Alors, je le sais, c’est très méchant. Mais voilà je n’aime pas cette pub. »

En guise de conclusion, un extrait de la réponse de la fondatrice de cette ligne de vêtements, qui mérite réflexion : "Notre monde est capable de commercialiser des armes, des organes humains, et des enfants pour répondre à une demande. Mais des vêtements pour les rondes, non, quand même, c’est vraiment trop dégoûtant…."

28
jan

J’ai un problème…

Qui a dit « si tu pouvais n’en avoir qu’un », que je lui éclate la tronche à grands coups de … de chais pas quoi ?

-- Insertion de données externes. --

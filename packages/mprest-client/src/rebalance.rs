use crate::Criteria;

/// Running bookkeeping for one partition across request rounds.
///
/// `claimed` counts the documents already requested from this partition; it
/// doubles as the next `_skip` offset because requests are contiguous.
#[derive(Debug, Clone)]
pub struct PartitionState {
	pub criteria: Criteria,
	pub subtotal: u64,
	pub claimed: u64,
}

impl PartitionState {
	/// Documents still available on the server for this partition. Negative
	/// means the initial share over-estimated what exists.
	pub fn headroom(&self) -> i64 {
		self.subtotal as i64 - self.claimed as i64
	}
}

/// A follow-up request shifting unmet quota onto a partition with headroom.
#[derive(Debug, Clone)]
pub struct TopUp {
	pub criteria: Criteria,
	pub index: usize,
	pub limit: u64,
}

/// Decide the second round after an uneven first round.
///
/// Walks partitions in ascending headroom order: over-assigned partitions
/// surrender their deficit into a fill pool, partitions with headroom drain
/// the pool with `_skip` set past what they already delivered. State is
/// updated here, so callers only merge the returned pages.
pub fn plan_rebalance(
	states: &mut [PartitionState],
	collected: u64,
	chunk_size: u64,
) -> Vec<TopUp> {
	if states.len() <= 1 || collected >= chunk_size {
		return Vec::new();
	}

	let mut order: Vec<usize> = (0..states.len()).collect();

	order.sort_by_key(|&index| states[index].headroom());

	let mut fill_docs: u64 = 0;
	let mut top_ups = Vec::new();

	for index in order {
		let headroom = states[index].headroom();

		if headroom <= 0 {
			fill_docs += headroom.unsigned_abs();
			// Everything this partition holds was already delivered.
			states[index].claimed = states[index].subtotal;

			continue;
		}
		if fill_docs == 0 {
			continue;
		}

		let take = fill_docs.min(headroom as u64);
		let mut criteria = states[index].criteria.clone();

		criteria.set_raw("_skip", states[index].claimed.to_string());
		criteria.set_raw("_limit", take.to_string());
		top_ups.push(TopUp { criteria, index, limit: take });

		states[index].claimed += take;
		fill_docs -= take;
	}

	top_ups
}
mod error;
mod types;

pub use error::{Error, Result};
pub use types::{Api, Config, Query, Store};

use std::{fs, path::Path};

pub fn load(path: &Path) -> Result<Config> {
	let raw = fs::read_to_string(path)
		.map_err(|err| Error::ReadConfig { path: path.to_path_buf(), source: err })?;

	let mut cfg: Config = toml::from_str(&raw)
		.map_err(|err| Error::ParseConfig { path: path.to_path_buf(), source: err })?;

	normalize(&mut cfg);

	validate(&cfg)?;

	Ok(cfg)
}

pub fn validate(cfg: &Config) -> Result<()> {
	if cfg.api.endpoint.trim().is_empty() {
		return Err(Error::Validation { message: "api.endpoint must be non-empty.".to_string() });
	}
	if !cfg.api.endpoint.starts_with("http://") && !cfg.api.endpoint.starts_with("https://") {
		return Err(Error::Validation {
			message: "api.endpoint must be an http or https URL.".to_string(),
		});
	}
	if cfg.api.timeout_ms == 0 {
		return Err(Error::Validation {
			message: "api.timeout_ms must be greater than zero.".to_string(),
		});
	}
	if cfg.query.num_parallel_requests == 0 {
		return Err(Error::Validation {
			message: "query.num_parallel_requests must be greater than zero.".to_string(),
		});
	}
	if cfg.query.chunk_size == 0 {
		return Err(Error::Validation {
			message: "query.chunk_size must be greater than zero.".to_string(),
		});
	}

	// A ceiling below one encoded filter value cannot fit any partition.
	if cfg.query.max_url_length < 100 {
		return Err(Error::Validation {
			message: "query.max_url_length must be at least 100.".to_string(),
		});
	}

	if let Some(store) = cfg.store.as_ref() {
		if store.bucket.trim().is_empty() {
			return Err(Error::Validation {
				message: "store.bucket must be non-empty.".to_string(),
			});
		}
		if store.database_version.trim().is_empty() {
			return Err(Error::Validation {
				message: "store.database_version must be non-empty.".to_string(),
			});
		}
	}

	Ok(())
}

fn normalize(cfg: &mut Config) {
	if !cfg.api.endpoint.is_empty() && !cfg.api.endpoint.ends_with('/') {
		cfg.api.endpoint.push('/');
	}
	if cfg.api.api_key.as_deref().map(|key| key.trim().is_empty()).unwrap_or(false) {
		cfg.api.api_key = None;
	}
}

J’ai un problème avec l’alcool.  

Je suis incapable de boire seule.  C’est génétique.  Ou anti-génétique.  C’est selon.

Vous allez me dire que c’est formidable de ne pas pouvoir boire seule.  

Je suis d’accord, c’est bien mieux que de boire seule, c’est clair.  Vu que statistiquement, je suis plus souvent seule qu’accompagnée, c’est mieux.  Tenez, ce week-end par exemple, les seules personnes à qui j’aurai parlé, outre le rat qui attend ma mort pour me dévorer, tel un berger allemand, c’est mon dentiste (qui m’a dit, entre « ouvrez, rincez, crachez, ouvrez plus grand, rincez, payez », « vous avez prévu quoi ce week-end ? toujours célibataire ? » - depuis qu’il m’a entendue à la radio, il se passionne pour ma carrière de célibataire-écrivain) et ma sœur qui m’a apporté du baume périmé de la mort qui tue pour gencives enflammées.  Ça fait peu.  Vous imaginez si, entre ces quelques moments de haute sociabilité je devais boire, ce serait dramatiquement dramatique.

Donc je ne bois qu’en société.  Entre amis.  Avec un mec.  En famille.

Jamais seule chez moi.  

Et mon problème, donc, c’est le cidre.

Chaque fois que je vais en France, genre en Normandie, en Baie-de-Somme, enfin par là-bas quoi, dans le haut à gauche, je bois du cidre, avec des moules bouchot.  C’est la tradition : cidre et moules bouchot (d’ailleurs, là, de suite, j’irais bien au Cap Gris Nez pour en dévorer, malgré mes dents d’octogénaire).

Et c’est tellement bon, tellement génial, ces moules et ce cidre, que je ne peux résister : j’achète du cidre.  Je rapporte du cidre en Gelbique.

Et je mets mon cidre dans mon frigo.

Puis je ne le bois jamais.  

Et, après quelques mois, je jette le cidre.

Là, par exemple, j’ai dans mon frigo un litre et demi de cidre rapporté en juillet dernier, de mon périple foireux en Baie-de-Somme (faudra que je vous raconte un jour cette expérience dénommé « j’ai testé la chambre de non-hôtes en Baie-de-Somme »).

Et, chaque fois que j’ouvre mon frigo, ce cidre me nargue.  Si, il me nargue.  Il veut être bu.  C’est fait pour ça non, du cidre, être bu ?  C’est le but ultime de son existence de pomme pressée, non ?

Mais rien à faire, je ne bois jamais seule.  J’ai bien tenté de le proposer à tout qui passait chez moi, alleye, une petite bolée de cidre ?  En vain.  Et puis, une fois en Gelbique, ben mon cidre, il a perdu tout son charme, ses embruns, ses relents de moules bouchot, alors il ne me tente plus, seul, perdu dans mon frigo.

Mais il me nargue.

Et moi, chaque fois, je me dis « demain, je le bois ».

Hier, j’ai même dit, dans un élan de bravoure « ce soir, je le bois ».

Mais je l’ai pas bu.

Promis, je prends rendez-vous chez un psy de toute urgence.

Et, promis, à la chandeleur, je fais des crêpes, et je le bois.  Qui veut venir pour une crêpe-cidre qui pétille plus très fort party chez moi ???

Alleye, une chtite photo de mon cidre et si vous êtes sages, je vous montre tout mon frigo de célibataire tout à l’heure, passionnant, captivant, thrillant…

Et puis une photo de Baie de Somme... vous comprendrez qu'entre là-bas, en chouette compagnie, avec des moules et des mouettes et mon frigo ici, toute seule, ben ce cidre ait perdu un tantinet de saveur, titchu.